**ABOUT THIS EXERCISE**
Scan the records for the string "unwrap" and state how many lines contain it, using the number alone.

**INFORMATION GIVEN**
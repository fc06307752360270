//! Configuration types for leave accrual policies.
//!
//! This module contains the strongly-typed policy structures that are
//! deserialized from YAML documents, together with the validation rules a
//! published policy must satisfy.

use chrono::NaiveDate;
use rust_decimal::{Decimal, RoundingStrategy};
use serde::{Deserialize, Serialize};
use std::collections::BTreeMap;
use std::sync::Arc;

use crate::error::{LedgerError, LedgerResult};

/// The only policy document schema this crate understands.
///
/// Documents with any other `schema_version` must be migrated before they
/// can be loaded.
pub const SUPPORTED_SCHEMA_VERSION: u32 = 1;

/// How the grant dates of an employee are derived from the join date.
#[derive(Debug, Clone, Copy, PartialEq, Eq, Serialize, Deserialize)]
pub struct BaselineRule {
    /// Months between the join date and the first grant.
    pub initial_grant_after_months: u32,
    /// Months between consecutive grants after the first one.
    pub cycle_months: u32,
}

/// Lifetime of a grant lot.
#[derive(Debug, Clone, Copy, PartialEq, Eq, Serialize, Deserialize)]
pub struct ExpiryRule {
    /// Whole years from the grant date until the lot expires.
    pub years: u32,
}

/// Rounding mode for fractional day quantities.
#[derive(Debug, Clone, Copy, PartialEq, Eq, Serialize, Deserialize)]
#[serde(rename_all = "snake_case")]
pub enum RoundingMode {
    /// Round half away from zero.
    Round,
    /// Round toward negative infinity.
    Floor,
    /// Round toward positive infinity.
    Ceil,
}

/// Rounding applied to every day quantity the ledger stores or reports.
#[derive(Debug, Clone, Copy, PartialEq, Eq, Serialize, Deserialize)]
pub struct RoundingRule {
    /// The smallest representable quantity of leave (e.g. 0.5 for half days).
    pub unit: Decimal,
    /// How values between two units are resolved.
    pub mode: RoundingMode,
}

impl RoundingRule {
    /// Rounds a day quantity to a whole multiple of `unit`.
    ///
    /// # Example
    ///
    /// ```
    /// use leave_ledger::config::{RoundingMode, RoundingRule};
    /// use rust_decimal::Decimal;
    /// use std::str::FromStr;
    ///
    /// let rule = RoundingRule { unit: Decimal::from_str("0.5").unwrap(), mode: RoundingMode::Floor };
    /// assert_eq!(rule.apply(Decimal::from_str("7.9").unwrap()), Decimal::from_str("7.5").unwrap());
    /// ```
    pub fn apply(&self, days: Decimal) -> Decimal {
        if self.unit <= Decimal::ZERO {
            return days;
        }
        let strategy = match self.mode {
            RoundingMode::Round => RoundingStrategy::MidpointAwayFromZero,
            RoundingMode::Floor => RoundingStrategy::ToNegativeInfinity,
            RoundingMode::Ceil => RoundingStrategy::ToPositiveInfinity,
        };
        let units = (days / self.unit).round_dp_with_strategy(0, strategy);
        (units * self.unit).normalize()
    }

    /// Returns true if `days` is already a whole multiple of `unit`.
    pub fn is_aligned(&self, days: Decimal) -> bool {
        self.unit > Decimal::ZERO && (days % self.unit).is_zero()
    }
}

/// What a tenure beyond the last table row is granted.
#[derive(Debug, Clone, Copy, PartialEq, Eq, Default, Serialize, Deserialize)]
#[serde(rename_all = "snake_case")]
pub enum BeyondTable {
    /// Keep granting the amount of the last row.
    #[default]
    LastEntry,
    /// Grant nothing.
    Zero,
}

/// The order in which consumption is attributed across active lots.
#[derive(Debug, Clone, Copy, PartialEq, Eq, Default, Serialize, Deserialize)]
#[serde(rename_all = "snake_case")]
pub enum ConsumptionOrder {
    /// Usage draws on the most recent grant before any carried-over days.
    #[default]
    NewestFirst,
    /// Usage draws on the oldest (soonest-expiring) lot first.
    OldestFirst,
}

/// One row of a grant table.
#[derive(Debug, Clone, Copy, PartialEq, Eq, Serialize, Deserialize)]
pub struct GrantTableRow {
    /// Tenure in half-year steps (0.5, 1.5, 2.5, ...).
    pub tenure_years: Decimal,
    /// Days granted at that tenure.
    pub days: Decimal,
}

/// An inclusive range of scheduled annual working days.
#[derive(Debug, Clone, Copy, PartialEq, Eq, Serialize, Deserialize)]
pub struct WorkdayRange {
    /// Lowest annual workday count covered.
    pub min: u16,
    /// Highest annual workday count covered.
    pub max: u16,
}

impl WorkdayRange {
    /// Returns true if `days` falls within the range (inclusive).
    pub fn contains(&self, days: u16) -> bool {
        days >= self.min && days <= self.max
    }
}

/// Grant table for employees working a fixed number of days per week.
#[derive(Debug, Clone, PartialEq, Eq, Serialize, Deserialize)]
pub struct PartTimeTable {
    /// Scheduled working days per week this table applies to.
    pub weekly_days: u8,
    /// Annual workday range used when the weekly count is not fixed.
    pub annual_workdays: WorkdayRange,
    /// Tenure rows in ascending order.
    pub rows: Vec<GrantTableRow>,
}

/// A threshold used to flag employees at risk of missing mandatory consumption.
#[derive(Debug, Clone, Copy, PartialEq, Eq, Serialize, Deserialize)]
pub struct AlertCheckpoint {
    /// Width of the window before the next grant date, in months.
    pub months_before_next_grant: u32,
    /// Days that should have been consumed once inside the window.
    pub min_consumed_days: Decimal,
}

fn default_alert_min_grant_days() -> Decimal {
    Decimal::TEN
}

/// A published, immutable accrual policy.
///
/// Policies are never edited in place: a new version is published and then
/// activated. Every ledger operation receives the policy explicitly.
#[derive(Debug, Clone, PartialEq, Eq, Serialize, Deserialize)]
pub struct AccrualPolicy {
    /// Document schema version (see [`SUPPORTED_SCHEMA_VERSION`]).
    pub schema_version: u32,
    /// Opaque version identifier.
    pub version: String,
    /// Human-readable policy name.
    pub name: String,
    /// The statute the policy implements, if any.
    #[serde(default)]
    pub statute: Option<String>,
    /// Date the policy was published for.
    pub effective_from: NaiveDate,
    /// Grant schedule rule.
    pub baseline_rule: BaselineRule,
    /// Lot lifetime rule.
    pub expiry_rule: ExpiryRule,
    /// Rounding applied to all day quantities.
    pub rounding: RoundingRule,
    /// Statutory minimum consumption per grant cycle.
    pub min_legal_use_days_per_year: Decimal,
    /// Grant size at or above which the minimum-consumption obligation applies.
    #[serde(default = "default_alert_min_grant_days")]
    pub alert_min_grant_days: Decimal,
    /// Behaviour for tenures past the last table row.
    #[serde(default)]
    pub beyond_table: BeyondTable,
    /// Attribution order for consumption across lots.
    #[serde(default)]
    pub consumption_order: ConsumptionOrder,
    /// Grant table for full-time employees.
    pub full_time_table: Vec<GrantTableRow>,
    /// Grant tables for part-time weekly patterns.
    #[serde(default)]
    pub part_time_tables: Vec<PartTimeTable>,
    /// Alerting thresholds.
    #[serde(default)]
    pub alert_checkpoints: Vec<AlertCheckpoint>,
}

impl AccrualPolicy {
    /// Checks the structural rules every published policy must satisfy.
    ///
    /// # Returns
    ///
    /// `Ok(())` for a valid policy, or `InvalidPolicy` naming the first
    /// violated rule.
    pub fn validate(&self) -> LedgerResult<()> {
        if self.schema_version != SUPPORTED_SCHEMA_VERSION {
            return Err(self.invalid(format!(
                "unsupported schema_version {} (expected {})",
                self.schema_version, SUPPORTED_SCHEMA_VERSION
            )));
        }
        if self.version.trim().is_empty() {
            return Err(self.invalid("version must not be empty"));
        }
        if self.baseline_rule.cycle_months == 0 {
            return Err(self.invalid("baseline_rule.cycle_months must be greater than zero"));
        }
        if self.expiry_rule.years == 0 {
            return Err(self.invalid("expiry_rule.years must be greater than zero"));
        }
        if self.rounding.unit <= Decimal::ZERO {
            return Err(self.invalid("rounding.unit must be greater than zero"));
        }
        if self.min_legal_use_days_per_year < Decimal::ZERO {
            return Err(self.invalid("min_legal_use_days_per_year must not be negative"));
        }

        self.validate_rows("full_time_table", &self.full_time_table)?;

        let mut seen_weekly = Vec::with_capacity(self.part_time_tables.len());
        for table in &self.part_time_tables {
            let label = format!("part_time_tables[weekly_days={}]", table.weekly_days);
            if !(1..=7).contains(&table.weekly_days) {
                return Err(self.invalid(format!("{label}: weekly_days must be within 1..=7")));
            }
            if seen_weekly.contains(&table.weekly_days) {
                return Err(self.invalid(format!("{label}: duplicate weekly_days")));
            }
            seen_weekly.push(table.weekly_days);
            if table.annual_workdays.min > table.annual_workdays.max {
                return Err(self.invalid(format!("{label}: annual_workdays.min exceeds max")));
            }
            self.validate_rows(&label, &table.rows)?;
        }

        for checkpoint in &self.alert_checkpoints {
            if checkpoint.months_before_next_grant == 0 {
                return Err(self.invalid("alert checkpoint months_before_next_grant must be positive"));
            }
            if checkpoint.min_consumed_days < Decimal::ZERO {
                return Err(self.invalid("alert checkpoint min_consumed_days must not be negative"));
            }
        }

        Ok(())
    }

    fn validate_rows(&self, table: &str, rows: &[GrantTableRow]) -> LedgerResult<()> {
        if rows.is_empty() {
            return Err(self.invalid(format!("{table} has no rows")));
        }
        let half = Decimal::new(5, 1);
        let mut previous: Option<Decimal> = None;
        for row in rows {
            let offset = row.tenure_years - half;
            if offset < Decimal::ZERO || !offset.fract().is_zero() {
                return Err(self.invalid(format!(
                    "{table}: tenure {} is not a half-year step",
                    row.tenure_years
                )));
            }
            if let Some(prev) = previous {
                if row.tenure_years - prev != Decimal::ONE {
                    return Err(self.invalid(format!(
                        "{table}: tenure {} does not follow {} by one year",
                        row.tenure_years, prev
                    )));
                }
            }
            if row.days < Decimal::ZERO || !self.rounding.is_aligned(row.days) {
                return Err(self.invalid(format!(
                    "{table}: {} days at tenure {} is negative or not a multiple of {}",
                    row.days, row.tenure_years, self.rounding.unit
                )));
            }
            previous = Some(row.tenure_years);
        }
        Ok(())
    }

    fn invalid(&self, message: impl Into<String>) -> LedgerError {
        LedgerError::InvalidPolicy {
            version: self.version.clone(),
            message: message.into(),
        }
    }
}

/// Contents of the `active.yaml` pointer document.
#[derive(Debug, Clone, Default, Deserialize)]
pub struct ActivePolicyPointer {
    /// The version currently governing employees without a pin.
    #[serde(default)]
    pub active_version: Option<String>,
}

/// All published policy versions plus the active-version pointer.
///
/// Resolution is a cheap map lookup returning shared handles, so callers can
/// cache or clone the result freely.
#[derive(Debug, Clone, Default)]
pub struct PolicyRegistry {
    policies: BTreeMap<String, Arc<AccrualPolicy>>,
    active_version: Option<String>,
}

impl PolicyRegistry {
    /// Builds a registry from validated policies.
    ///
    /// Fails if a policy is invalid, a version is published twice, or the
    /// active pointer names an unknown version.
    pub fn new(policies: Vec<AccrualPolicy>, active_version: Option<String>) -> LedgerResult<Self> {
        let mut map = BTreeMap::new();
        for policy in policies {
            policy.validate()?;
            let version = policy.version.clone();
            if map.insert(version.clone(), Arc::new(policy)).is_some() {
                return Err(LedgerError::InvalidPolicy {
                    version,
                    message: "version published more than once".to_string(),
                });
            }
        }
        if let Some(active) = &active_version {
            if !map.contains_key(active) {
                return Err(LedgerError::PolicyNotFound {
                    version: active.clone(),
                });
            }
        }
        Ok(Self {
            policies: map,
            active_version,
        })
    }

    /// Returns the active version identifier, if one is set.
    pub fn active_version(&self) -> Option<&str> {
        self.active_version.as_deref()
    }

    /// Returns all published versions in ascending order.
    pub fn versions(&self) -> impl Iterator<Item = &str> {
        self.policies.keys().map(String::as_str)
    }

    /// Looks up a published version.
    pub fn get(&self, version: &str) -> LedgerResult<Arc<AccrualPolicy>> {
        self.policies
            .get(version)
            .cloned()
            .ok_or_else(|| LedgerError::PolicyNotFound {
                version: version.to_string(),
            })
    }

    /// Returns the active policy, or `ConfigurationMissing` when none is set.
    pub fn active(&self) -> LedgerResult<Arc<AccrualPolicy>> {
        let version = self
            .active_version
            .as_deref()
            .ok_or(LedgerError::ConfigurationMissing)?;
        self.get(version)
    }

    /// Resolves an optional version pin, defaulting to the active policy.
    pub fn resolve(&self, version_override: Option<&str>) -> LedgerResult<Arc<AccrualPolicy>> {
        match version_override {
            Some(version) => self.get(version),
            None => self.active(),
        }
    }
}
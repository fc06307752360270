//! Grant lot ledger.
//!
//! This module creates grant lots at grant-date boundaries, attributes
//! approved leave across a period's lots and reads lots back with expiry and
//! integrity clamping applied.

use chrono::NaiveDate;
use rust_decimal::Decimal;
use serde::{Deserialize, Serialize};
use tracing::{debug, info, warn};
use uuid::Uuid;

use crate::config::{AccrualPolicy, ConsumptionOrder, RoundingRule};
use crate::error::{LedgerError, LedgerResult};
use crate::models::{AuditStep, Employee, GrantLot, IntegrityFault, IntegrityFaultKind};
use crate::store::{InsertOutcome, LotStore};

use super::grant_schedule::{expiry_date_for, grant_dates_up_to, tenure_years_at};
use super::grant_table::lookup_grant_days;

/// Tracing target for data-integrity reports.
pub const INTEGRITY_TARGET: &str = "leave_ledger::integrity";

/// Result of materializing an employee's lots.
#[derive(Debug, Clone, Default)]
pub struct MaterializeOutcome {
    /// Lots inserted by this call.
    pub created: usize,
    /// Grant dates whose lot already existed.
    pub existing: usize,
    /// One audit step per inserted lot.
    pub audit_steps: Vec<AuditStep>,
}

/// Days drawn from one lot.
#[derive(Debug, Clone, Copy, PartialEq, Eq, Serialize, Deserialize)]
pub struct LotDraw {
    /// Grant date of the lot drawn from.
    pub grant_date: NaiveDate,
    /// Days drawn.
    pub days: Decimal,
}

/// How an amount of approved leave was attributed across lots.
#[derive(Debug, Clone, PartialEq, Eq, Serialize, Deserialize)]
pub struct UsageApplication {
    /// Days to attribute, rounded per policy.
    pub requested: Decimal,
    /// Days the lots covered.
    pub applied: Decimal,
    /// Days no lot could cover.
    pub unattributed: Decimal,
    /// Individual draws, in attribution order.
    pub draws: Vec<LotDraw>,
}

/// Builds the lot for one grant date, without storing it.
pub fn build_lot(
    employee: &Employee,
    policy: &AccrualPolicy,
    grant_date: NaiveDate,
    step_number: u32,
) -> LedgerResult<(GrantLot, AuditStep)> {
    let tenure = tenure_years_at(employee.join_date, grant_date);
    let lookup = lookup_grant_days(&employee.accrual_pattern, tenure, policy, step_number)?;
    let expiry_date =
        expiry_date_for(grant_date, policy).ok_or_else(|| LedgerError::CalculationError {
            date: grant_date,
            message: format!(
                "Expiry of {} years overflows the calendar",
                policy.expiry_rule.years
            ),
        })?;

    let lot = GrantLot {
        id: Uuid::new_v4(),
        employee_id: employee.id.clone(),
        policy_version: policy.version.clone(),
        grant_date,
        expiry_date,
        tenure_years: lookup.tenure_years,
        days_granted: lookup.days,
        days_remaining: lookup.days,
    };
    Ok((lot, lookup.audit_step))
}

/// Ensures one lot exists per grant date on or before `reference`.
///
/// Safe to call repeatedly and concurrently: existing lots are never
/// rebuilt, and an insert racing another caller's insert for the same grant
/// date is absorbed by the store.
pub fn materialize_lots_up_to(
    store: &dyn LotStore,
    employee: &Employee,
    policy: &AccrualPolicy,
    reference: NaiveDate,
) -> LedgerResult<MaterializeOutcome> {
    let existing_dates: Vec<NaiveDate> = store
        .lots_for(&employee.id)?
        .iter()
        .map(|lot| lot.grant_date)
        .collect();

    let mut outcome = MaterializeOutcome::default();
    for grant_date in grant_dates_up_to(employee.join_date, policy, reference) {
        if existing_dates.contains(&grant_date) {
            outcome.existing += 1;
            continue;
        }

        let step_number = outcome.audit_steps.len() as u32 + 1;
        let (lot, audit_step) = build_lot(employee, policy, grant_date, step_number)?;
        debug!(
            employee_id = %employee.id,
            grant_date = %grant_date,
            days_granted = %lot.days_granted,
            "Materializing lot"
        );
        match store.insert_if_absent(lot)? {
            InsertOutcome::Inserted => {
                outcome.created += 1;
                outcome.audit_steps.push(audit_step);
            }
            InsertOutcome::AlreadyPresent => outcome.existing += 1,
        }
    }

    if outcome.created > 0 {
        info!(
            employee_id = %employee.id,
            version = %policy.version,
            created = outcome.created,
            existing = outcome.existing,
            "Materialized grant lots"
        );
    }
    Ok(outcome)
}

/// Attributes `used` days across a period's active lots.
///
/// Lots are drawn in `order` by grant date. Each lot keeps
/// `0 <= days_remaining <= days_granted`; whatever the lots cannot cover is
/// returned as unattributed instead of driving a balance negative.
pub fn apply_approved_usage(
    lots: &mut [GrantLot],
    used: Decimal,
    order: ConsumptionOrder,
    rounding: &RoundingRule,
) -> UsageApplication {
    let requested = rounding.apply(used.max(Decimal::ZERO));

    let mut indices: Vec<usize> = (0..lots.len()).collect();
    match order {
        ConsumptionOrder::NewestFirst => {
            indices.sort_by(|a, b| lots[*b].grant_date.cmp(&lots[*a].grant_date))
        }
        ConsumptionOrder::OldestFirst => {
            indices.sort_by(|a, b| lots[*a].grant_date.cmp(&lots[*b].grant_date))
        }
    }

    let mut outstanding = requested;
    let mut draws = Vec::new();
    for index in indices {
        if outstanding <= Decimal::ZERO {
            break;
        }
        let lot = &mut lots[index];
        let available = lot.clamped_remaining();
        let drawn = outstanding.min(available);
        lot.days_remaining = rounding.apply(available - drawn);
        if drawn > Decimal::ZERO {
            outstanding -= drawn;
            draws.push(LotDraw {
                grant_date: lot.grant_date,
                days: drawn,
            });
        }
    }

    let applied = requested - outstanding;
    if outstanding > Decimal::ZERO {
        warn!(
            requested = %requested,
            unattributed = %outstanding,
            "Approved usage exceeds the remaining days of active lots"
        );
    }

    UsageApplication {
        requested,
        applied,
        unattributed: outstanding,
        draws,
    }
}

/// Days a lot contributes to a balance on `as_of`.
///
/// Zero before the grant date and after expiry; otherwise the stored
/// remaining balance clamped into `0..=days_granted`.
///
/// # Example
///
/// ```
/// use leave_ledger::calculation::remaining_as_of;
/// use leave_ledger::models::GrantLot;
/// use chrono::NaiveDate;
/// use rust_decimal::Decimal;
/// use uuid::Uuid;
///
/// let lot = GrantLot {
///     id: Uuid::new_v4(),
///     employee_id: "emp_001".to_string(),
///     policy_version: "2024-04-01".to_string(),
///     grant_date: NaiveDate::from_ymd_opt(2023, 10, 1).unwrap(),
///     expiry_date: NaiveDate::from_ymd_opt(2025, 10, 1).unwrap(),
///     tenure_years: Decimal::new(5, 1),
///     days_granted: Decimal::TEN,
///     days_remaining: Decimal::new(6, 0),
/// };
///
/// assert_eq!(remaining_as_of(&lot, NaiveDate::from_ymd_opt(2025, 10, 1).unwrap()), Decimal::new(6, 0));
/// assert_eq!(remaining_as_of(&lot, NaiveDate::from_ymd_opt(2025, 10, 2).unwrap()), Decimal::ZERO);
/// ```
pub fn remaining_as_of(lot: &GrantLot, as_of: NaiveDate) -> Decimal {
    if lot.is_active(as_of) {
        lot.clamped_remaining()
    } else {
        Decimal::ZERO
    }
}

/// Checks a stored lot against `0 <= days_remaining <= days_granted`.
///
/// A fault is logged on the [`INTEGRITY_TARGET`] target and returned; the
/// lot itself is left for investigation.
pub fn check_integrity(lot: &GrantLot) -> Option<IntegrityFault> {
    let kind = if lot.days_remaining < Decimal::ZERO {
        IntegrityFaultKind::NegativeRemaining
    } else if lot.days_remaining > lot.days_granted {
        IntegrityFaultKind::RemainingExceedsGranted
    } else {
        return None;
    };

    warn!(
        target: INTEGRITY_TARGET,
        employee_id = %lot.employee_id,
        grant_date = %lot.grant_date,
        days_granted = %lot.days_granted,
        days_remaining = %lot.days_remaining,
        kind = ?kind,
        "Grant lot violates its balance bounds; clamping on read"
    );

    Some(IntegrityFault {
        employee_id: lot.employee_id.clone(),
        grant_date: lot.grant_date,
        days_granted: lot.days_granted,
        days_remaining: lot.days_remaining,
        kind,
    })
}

**ANSWER BELOW**
6